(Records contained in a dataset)
+ + +

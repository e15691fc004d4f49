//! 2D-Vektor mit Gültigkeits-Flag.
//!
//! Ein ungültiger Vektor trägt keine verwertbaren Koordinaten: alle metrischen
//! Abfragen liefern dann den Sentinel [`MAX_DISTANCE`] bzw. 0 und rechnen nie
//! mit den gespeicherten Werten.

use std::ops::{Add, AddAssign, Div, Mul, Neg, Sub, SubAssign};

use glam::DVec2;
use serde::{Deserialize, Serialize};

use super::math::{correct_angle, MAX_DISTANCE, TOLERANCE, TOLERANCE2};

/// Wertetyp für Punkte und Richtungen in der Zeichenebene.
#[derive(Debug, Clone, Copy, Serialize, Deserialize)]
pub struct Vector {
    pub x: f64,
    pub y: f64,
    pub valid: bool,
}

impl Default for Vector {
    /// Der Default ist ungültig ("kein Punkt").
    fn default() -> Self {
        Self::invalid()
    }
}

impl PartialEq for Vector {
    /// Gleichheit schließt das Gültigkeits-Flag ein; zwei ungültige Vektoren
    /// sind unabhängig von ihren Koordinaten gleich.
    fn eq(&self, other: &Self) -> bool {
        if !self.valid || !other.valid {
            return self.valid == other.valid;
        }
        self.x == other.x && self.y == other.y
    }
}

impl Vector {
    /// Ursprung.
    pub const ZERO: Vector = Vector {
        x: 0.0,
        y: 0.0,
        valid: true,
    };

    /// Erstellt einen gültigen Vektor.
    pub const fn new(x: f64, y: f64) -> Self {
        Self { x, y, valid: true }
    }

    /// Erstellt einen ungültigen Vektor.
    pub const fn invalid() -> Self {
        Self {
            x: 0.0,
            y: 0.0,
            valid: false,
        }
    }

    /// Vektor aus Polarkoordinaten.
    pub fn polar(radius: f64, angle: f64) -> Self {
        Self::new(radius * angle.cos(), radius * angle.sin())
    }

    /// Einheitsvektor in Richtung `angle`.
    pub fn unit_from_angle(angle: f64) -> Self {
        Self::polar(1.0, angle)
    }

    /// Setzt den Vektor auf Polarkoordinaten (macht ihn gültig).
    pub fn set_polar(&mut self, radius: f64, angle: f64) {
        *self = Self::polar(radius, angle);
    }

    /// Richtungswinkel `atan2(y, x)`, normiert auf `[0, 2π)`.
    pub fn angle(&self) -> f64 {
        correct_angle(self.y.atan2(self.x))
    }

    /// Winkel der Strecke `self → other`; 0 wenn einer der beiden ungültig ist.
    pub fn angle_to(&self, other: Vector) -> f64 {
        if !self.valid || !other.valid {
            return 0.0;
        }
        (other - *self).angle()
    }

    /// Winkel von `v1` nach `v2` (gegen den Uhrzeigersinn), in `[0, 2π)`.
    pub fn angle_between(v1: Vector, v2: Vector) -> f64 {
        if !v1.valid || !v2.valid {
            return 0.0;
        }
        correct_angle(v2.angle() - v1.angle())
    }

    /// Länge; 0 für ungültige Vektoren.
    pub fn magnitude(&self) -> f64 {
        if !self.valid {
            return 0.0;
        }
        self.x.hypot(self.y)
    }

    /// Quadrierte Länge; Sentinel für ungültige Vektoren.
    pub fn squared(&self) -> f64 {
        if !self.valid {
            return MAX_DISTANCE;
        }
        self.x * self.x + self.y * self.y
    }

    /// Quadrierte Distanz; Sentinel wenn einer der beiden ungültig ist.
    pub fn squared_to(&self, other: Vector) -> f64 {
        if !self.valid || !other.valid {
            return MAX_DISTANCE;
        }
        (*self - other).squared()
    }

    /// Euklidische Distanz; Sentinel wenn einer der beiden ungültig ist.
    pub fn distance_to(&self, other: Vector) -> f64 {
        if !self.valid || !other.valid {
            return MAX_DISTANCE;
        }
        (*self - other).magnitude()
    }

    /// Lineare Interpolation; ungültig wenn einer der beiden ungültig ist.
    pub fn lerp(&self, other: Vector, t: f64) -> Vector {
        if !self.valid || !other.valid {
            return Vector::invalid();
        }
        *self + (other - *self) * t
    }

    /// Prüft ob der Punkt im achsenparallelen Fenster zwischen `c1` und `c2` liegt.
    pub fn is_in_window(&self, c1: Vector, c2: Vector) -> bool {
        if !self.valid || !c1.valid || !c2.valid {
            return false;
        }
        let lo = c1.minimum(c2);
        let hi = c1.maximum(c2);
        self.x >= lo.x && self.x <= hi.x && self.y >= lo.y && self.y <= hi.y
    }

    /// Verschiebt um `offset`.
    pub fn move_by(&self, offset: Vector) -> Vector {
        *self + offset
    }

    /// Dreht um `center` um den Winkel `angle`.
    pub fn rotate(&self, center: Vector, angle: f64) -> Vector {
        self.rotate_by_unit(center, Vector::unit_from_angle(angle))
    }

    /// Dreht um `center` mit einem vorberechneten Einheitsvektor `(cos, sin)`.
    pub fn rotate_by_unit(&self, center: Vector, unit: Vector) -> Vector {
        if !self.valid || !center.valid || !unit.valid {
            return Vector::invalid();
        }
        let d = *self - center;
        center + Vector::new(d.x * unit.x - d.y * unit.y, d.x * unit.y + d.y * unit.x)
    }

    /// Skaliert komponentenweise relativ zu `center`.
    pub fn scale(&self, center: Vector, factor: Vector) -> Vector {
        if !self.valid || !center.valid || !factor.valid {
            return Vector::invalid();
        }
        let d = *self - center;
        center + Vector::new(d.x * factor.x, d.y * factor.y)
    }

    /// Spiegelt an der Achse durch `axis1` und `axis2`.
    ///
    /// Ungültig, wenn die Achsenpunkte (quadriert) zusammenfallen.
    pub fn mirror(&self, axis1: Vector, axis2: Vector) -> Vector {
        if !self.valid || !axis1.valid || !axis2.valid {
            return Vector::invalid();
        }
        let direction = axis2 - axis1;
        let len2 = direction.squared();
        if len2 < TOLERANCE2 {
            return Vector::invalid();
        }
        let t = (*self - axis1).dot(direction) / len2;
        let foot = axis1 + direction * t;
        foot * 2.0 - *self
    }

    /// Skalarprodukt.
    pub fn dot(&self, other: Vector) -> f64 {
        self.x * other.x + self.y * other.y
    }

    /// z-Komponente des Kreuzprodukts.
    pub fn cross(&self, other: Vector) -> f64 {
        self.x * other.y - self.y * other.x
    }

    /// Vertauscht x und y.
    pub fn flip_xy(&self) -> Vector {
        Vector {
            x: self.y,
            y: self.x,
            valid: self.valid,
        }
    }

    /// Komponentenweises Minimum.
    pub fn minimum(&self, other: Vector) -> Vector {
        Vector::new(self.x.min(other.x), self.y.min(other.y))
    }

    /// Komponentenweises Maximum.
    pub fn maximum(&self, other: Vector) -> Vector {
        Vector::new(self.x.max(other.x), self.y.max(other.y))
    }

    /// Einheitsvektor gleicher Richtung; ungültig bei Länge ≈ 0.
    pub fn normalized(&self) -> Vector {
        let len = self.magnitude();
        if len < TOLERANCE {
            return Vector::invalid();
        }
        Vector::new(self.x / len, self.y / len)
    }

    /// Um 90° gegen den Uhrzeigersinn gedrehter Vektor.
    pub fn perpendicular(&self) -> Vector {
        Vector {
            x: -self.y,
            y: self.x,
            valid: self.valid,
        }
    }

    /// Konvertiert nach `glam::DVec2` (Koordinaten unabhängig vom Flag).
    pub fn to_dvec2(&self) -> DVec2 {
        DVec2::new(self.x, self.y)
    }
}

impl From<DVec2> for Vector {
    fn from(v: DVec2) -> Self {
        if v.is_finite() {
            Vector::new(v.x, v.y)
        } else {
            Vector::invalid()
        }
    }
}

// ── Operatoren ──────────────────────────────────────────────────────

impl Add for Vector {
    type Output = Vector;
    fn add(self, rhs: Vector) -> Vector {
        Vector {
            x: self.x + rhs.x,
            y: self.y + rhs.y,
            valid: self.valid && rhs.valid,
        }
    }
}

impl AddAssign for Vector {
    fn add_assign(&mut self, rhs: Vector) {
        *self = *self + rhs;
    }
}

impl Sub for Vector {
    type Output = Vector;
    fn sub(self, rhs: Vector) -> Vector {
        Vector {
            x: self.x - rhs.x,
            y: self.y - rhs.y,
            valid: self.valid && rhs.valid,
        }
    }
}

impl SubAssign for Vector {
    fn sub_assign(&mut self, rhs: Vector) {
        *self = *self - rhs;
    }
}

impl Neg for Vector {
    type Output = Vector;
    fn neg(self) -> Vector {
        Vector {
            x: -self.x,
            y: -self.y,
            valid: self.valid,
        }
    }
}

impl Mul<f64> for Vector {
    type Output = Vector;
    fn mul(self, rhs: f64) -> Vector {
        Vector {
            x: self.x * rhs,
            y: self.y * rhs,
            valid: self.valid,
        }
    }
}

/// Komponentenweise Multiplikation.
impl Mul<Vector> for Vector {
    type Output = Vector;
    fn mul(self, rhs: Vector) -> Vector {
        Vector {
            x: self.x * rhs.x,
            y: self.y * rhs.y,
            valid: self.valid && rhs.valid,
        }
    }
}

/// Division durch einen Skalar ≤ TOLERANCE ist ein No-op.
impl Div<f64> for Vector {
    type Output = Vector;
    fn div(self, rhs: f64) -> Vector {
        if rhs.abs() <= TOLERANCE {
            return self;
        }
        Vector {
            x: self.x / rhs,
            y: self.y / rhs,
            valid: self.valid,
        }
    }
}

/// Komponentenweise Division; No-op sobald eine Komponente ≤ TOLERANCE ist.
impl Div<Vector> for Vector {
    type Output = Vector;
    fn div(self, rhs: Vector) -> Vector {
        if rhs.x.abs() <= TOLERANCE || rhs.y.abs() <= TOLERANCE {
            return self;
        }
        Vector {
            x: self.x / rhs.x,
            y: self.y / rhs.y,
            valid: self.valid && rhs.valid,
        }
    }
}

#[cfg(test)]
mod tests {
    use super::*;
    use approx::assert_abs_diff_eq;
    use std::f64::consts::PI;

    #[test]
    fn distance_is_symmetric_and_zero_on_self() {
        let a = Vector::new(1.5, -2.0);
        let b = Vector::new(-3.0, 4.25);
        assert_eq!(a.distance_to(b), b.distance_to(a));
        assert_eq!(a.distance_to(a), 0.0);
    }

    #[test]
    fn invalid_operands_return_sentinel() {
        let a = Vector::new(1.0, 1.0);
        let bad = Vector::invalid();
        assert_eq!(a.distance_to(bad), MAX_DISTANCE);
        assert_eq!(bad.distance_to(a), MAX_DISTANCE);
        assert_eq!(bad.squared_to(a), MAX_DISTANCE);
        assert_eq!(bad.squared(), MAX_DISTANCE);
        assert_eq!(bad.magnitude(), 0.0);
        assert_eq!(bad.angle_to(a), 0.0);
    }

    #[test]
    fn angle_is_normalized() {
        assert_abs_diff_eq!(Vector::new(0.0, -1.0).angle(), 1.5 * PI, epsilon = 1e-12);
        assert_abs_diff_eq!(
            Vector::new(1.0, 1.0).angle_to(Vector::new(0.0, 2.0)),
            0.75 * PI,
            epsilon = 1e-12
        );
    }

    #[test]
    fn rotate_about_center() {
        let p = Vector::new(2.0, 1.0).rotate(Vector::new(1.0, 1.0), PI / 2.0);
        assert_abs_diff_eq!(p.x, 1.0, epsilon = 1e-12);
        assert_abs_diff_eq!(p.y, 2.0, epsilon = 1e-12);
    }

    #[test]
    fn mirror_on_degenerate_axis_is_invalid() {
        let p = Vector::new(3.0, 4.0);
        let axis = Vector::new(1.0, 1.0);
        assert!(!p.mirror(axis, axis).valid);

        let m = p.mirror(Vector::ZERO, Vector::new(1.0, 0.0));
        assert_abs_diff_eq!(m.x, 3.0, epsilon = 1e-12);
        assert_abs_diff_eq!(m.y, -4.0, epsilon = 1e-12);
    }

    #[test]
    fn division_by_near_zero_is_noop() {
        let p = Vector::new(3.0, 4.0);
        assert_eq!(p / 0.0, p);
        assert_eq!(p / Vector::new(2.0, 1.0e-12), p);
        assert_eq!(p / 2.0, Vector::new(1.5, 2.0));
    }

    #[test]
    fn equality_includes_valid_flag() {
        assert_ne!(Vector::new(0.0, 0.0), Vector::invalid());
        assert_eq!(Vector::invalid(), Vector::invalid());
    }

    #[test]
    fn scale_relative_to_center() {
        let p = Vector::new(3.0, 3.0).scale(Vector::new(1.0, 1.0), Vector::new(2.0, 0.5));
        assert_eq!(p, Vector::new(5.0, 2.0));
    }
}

+ + +

WHAT YOU HAVE TO DO.
Your task is to restate, word for word, the lines from the beginning of the records to the line with "pub const ZERO: Vector", inclusive.

TASK RESULT.
repository e15691fc004d4f49
//! 2D-Vektor mit Gültigkeits-Flag.
//!
//! Ein ungültiger Vektor trägt keine verwertbaren Koordinaten: alle metrischen
//! Abfragen liefern dann den Sentinel [`MAX_DISTANCE`] bzw. 0 und rechnen nie
//! mit den gespeicherten Werten.

use std::ops::{Add, AddAssign, Div, Mul, Neg, Sub, SubAssign};

use glam::DVec2;
use serde::{Deserialize, Serialize};

use super::math::{correct_angle, MAX_DISTANCE, TOLERANCE, TOLERANCE2};

/// Wertetyp für Punkte und Richtungen in der Zeichenebene.
#[derive(Debug, Clone, Copy, Serialize, Deserialize)]
pub struct Vector {
    pub x: f64,
    pub y: f64,
    pub valid: bool,
}

impl Default for Vector {
    /// Der Default ist ungültig ("kein Punkt").
    fn default() -> Self {
        Self::invalid()
    }
}

impl PartialEq for Vector {
    /// Gleichheit schließt das Gültigkeits-Flag ein; zwei ungültige Vektoren
    /// sind unabhängig von ihren Koordinaten gleich.
    fn eq(&self, other: &Self) -> bool {
        if !self.valid || !other.valid {
            return self.valid == other.valid;
        }
        self.x == other.x && self.y == other.y
    }
}

impl Vector {
    /// Ursprung.
    pub const ZERO: Vector = Vector {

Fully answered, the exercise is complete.